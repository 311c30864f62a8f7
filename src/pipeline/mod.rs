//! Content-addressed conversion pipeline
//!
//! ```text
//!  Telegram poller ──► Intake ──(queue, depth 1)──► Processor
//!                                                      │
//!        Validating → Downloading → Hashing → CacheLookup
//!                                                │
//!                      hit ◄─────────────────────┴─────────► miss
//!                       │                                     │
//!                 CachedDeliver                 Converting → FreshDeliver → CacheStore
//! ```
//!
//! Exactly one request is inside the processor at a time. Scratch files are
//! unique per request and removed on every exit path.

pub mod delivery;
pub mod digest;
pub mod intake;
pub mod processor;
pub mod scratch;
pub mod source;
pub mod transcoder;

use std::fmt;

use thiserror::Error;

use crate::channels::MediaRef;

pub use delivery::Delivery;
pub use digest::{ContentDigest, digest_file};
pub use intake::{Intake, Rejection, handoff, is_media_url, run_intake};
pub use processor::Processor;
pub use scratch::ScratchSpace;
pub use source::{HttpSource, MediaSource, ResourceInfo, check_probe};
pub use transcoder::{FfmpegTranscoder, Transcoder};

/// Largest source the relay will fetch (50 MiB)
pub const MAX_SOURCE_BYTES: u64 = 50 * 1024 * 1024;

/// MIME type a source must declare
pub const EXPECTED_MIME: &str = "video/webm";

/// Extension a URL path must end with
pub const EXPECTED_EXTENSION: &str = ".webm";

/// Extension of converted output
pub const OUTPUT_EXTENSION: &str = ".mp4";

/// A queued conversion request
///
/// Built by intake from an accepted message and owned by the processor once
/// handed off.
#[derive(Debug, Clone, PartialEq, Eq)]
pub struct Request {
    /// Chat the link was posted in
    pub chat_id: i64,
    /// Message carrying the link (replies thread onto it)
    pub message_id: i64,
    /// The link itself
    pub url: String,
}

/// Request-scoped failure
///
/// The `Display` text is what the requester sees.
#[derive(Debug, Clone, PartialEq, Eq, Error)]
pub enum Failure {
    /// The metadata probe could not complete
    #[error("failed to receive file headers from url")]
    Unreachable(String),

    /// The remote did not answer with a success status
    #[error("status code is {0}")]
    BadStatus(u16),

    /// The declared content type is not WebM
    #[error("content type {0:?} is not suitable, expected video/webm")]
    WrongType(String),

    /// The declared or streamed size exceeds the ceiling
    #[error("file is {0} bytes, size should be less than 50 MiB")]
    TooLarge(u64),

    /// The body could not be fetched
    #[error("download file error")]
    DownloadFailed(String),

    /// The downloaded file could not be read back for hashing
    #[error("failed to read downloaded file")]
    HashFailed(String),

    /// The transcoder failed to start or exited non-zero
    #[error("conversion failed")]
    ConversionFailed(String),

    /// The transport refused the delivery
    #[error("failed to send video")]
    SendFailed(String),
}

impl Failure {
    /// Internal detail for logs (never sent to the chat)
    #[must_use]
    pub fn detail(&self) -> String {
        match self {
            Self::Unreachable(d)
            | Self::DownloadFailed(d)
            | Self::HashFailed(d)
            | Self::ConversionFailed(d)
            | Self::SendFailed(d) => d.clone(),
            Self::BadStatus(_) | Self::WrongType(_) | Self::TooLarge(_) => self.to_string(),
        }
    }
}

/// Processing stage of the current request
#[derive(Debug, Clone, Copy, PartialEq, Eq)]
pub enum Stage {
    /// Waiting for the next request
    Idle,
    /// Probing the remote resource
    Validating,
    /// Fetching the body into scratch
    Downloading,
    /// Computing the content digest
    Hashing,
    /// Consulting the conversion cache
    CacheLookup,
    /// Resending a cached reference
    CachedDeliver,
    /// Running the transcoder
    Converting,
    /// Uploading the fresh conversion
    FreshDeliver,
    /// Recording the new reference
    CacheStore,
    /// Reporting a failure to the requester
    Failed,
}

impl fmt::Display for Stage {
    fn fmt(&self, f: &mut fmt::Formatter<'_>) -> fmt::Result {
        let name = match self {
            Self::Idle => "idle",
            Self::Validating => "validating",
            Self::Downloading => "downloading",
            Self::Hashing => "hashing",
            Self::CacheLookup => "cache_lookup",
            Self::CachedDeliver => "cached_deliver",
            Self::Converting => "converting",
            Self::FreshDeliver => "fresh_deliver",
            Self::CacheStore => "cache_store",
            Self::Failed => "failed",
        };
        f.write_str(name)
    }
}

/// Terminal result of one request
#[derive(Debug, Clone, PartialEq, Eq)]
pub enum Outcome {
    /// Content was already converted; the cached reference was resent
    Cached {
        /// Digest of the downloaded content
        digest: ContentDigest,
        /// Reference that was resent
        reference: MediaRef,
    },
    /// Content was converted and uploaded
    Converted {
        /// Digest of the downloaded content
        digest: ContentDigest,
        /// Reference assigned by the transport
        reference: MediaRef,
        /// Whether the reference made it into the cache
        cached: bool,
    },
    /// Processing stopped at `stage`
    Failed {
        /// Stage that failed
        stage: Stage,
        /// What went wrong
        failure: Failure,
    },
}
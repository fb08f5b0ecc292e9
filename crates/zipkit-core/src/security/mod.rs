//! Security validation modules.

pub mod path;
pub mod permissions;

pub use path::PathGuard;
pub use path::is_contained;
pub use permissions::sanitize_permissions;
##########
— What to work on —
Check each line of the records above for "remote", and copy those that have it.

— Result for this exercise —
    /// The remote did not answer with a success status
    /// Probing the remote resource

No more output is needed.